Posted Sunday, December 21, 2003; 7:45 a.m. EST

As tag teams go, Donald Rumsfeld and his deputy, Paul Wolfowitz, could not be more unlikely. Rumsfeld is a Cook County, Ill., politician, while Wolfowitz would be more at home at the University of Chicago, where he earned his doctorate. That makes them the most interesting one-two combination this side of Bush-Cheney. If Rumsfeld is the face, mouth and strong right arm of the war in Iraq, Wolfowitz—the intellectual godfather of the war—is its heart and soul. Whereas Rumsfeld talks about Iraq like a technician, Wolfowitz sounds more like a prophet. Says a close associate of the deputy's: "Paul asks himself every day how he can limit suffering by toppling another dictator or by helping people to govern themselves."

<snip>

Most Pentagons feature a top guy who's a big thinker and a No. 2 who's the day-to-day manager. Rummy and Wolfie (as the President calls them) have it reversed: Wolfowitz is more ideological than Rumsfeld, which has suited both men for different reasons.
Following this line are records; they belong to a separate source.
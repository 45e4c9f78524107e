//! Application state

use crate::auth::{SCOPE_FILES_ALL, SCOPE_FILES_READ, SCOPE_FILES_WRITE};
use crate::config::{BackendKind, GatewayConfig};
use boxgate_core::{StorageManager, UserScope, UserSpace};
use boxgate_driver::{Driver, LocalFsDriver, MemoryDriver};
use sha2::{Digest, Sha256};
use std::sync::Arc;
use tracing::{info, warn};

/// Hash a user ID for privacy
///
/// The hash names the user's root folder, so raw user IDs (e.g. email
/// addresses) never show up in backend paths.
pub fn hash_user_id(user_id: &str) -> String {
    let mut hasher = Sha256::new();
    hasher.update(b"boxgate:user_id:"); // Domain separation
    hasher.update(user_id.as_bytes());
    let hash = hasher.finalize();
    // First 16 bytes (128 bits) as hex
    hex::encode(&hash[..16])
}

/// Application state shared across handlers
pub struct AppState {
    /// Gateway configuration
    pub config: GatewayConfig,
    /// Storage layer over the configured backend
    pub storage: StorageManager,
}

impl AppState {
    /// Create a new application state
    pub async fn new(config: GatewayConfig) -> anyhow::Result<Self> {
        let driver: Arc<dyn Driver> = match config.backend {
            BackendKind::Memory => {
                warn!("⚠ Storage mode: In-memory (NOT persistent - for development only)");
                Arc::new(MemoryDriver::new())
            }
            BackendKind::Local => {
                let driver = LocalFsDriver::new(&config.data_dir).await?;
                info!("✓ Storage mode: local files in {}", config.data_dir.display());
                Arc::new(driver)
            }
        };
        Ok(Self::with_driver(config, driver))
    }

    /// Application state over an already constructed driver
    pub fn with_driver(config: GatewayConfig, driver: Arc<dyn Driver>) -> Self {
        let storage = StorageManager::new(driver, config.storage_config());
        Self { config, storage }
    }

    /// Open the namespace a session is confined to
    pub async fn open_space(&self, session: &UserSession) -> Result<UserSpace, boxgate_core::CoreError> {
        let scope = UserScope::new(session.hashed_user_id.clone(), session.app_id.clone())?;
        self.storage.open(scope).await
    }
}

/// User session information
#[derive(Clone, Debug)]
pub struct UserSession {
    /// User ID (from JWT sub claim)
    pub user_id: String,
    /// Hashed user ID, names the user's root folder
    pub hashed_user_id: String,
    /// App folder the session is confined to
    pub app_id: Option<String>,
    /// Display name
    pub display_name: Option<String>,
    /// Scopes
    pub scopes: Vec<String>,
    /// Expiration time
    pub expires_at: chrono::DateTime<chrono::Utc>,
}

impl UserSession {
    /// Create a new user session with automatic ID hashing
    pub fn new(
        user_id: String,
        app_id: Option<String>,
        display_name: Option<String>,
        scopes: Vec<String>,
        expires_at: chrono::DateTime<chrono::Utc>,
    ) -> Self {
        let hashed_user_id = hash_user_id(&user_id);
        Self {
            user_id,
            hashed_user_id,
            app_id,
            display_name,
            scopes,
            expires_at,
        }
    }

    /// Check if the session has expired
    pub fn is_expired(&self) -> bool {
        chrono::Utc::now() > self.expires_at
    }

    /// Check if user has a scope
    pub fn has_scope(&self, scope: &str) -> bool {
        self.scopes.iter().any(|s| s == scope || s == "*")
    }

    /// Check if user can read
    pub fn can_read(&self) -> bool {
        self.has_scope(SCOPE_FILES_READ) || self.has_scope(SCOPE_FILES_ALL)
    }

    /// Check if user can write
    pub fn can_write(&self) -> bool {
        self.has_scope(SCOPE_FILES_WRITE) || self.has_scope(SCOPE_FILES_ALL)
    }
}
Wolfowitz often ventured way ahead of the rest of the Administration on foreign policy matters over the past two years, and Rumsfeld frequently let him go. That allowed Wolfowitz to push the whole Bush team to the right, which also let Rumsfeld align himself with that crowd when it served his purpose to do so. "Rumsfeld's a big-enough maestro to understand that Wolfowitz was the leading edge and that someone had to do it," a Pentagon associate says.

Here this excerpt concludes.